„Schuld bleibt immer, so oder so“

Der Roman „Zwischenspiel“ zeigt seine Autorin Monika Maron auf dem Gipfel ihrer erzählerischen Kunst. Raffiniert und doppelbödig erzählt sie einen schicksalhaften Tag aus dem Leben einer Frau.

"Natürlich kann ich nicht sagen, mein Leben fängt erst 1990 an, aber es ordnet sich um einen anderen Mittelpunkt, und die Fragen stellen sich anders", bekannte Monika Maron, die in der DDR aufgewachsene Stieftochter eines einflussreichen DDR-Politikers, die vor dem Mauerfall in den Westen übergesiedelt war. Ihre besten Werke gelangen Maron, die zuletzt mit dem Deutschen Nationalpreis (2009) und dem Lessing-Preis (2011) ausgezeichnet worden ist, wenn sie sich der Fesseln der eigenen Vita und der deutsch-deutschen Politik entledigte und tief ins Innere ihrer Figuren blickte. So wie in ihrem neuen Roman "Zwischenspiel", der uns die 72-jährige Autorin auf der Höhe ihrer Erzählkunst präsentiert: raffiniert und äußerst kunstvoll inszeniert, anspielungsreich und doppelbödig, mit philosophischen Sentenzen versehen und dennoch mit großem Elan erzählt.

Im Mittelpunkt steht die 60-jährige Museumsangestellte Ruth.

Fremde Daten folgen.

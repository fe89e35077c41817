use std::io::Read;
use std::path::Path;

use clap::Subcommand;
use dayflow_core::{AiResponse, Decision, ResolveRequest};
use serde::de::DeserializeOwned;

use super::{print_json, CliResult, GlobalOpts, Session};

#[derive(Subcommand)]
pub enum SuggestAction {
    /// Route a resolve request (JSON file, or - for stdin)
    Resolve {
        /// Path to the request JSON
        file: String,
    },
    /// Route a raw AI response (JSON file, or - for stdin)
    Respond {
        /// Path to the response JSON
        file: String,
        /// The user's original message
        #[arg(long)]
        text: String,
    },
    /// List suggestions waiting for approval
    Pending,
    /// Apply a staged suggestion to the current day
    Accept {
        /// Staged suggestion ID
        id: String,
    },
    /// Discard a staged suggestion
    Reject {
        /// Staged suggestion ID
        id: String,
    },
}

fn read_json<T: DeserializeOwned>(file: &str) -> CliResult<T> {
    let content = if file == "-" {
        let mut buf = String::new();
        std::io::stdin().read_to_string(&mut buf)?;
        buf
    } else {
        std::fs::read_to_string(Path::new(file))?
    };
    Ok(serde_json::from_str(&content)?)
}

fn report(session: &Session, decision: &Decision) -> CliResult {
    if session.json {
        return print_json(decision);
    }
    match decision {
        Decision::ApplyDirectly { mutation } => {
            println!("Applied");
            for block in mutation.blocks() {
                println!(
                    "  {}-{}  {}",
                    session.clock(block.start_time),
                    session.clock(block.end_time()),
                    block.title
                );
            }
        }
        Decision::StageForApproval { staged } => {
            println!("Staged for approval: {} (score {:.2})", staged.id, staged.score);
        }
        Decision::AskClarification { prompt } => {
            println!("{}", prompt.message);
        }
    }
    Ok(())
}

pub fn run(global: &GlobalOpts, action: SuggestAction) -> CliResult {
    let mut session = Session::open(global)?;

    match action {
        SuggestAction::Resolve { file } => {
            let request: ResolveRequest = read_json(&file)?;
            let decision = session.planner.resolve(request, session.now);
            session.save()?;
            report(&session, &decision)?;
        }
        SuggestAction::Respond { file, text } => {
            let response: AiResponse = read_json(&file)?;
            response.validate()?;
            match session.planner.handle_response(&response, &text, session.now) {
                Some(decision) => {
                    session.save()?;
                    report(&session, &decision)?;
                }
                None => println!("{}", response.text),
            }
        }
        SuggestAction::Pending => {
            let pending = session.planner.pending();
            if session.json {
                return print_json(&pending);
            }
            if pending.is_empty() {
                println!("Nothing pending");
            }
            for staged in pending {
                println!(
                    "  {} {} {} (score {:.2})  {}",
                    staged.date,
                    staged.request.action.as_str(),
                    staged
                        .request
                        .suggestions
                        .first()
                        .map(|s| s.title.as_str())
                        .or(staged.request.title.as_deref())
                        .unwrap_or("untitled"),
                    staged.score,
                    staged.id
                );
            }
        }
        SuggestAction::Accept { id } => {
            let mutation = session.planner.accept(&id, session.now)?;
            session.save()?;
            if session.json {
                return print_json(&mutation);
            }
            println!("Accepted: {id} ({} blocks)", mutation.blocks().len());
        }
        SuggestAction::Reject { id } => {
            session.planner.reject(&id)?;
            session.save()?;
            println!("Rejected: {id}");
        }
    }
    Ok(())
}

Genauer gesagt, es dreht sich alles um einen einzigen Tag in ihrem Leben. Sie will zur Beerdigung ihrer Ex-Schwiegermutter Olga, doch am Morgen gerät die Welt aus den Fugen. Sie hat vor den Augen nur noch "flimmernde Punkte". Sie erlebt durch die plötzlichen Wahrnehmungsstörungen "die Verwandlung des Alltäglichen in seine impressionistische Variante".

Ruth war einst mit Olgas Sohn Bernhard verheiratet, hatte sich getrennt, nachdem dieser sein behindertes Kind aus erster Ehe dauerhaft zu sich geholt hatte. Mit Olgas Tod werden schmerzliche Erinnerungen wach. Ruth will zur Beerdigung fahren, ist mit dem Auto unterwegs, kommt vom Weg ab, scheint aus dem Autoradio Olgas Stimme zu hören ("jetzt kommst du zu spät zu meiner Beerdigung") und landet in einem seltsam anmutenden Park. Lebende und Tote bevölkern das parkähnliche Zwischenreich, substanzielle, hochpolitische und marginale Gedanken vermischen sich zu einem surrealistischen Nebel.

Ruth war einst (wie Monika Maron selbst) mit ihrem Ehemann Hendrik, einem in der DDR unterdrückten Schriftsteller, nach West-Berlin übergesiedelt, wo er respektable Erfolge feierte. In der Hendrik-Figur lässt Monika Maron ihre eigenen Probleme mit der Staatszensur nach Fertigstellung ihres Romans "Flugasche" Revue passieren. Ruths erster Mann Bernhard hat das Paar in West-Berlin bei Besuchen der gemeinsamen Tochter Fanny ausspioniert und viele Jahre als "IM Modigliani" für den Staatssicherheitsdienst gearbeitet.

Monika Marons Roman ist eine schmerzliche Selbstbefragung der Protagonistin auf sich abwechselnden Zeitebenen. Wer hat wen verraten oder aus niederen, egoistischen Gründen im Stich gelassen? "Monströs, herzlos, gemein, niederträchtig" sieht Ruth sich selbst im Rückblick.

Trotz all der Turbulenzen resümiert die Protagonistin, dass es sich um den "sonderbarsten, auf gewisse Weise sogar schönsten Tag meines Lebens" handelt. Und von der verstorbenen Olga erhält sie moralische Rückendeckung: "Schuld bleibt immer, so oder so."

Schuld, Vergebung und eine gehörige Portion Altersweisheit sind die Kardinalthemen dieses großen erzählerischen Kunstwerks, das trotz der teilweise bizarren Erzählperspektive von einem versöhnlichen Grundtenor geprägt ist. Vielleicht das bedeutendste Werk überhaupt in Monikas Marons opulentem Oeuvre.

Monika Maron: Zwischenspiel. S. Fischer Verlag, 191 Seiten, 18,99 Euro.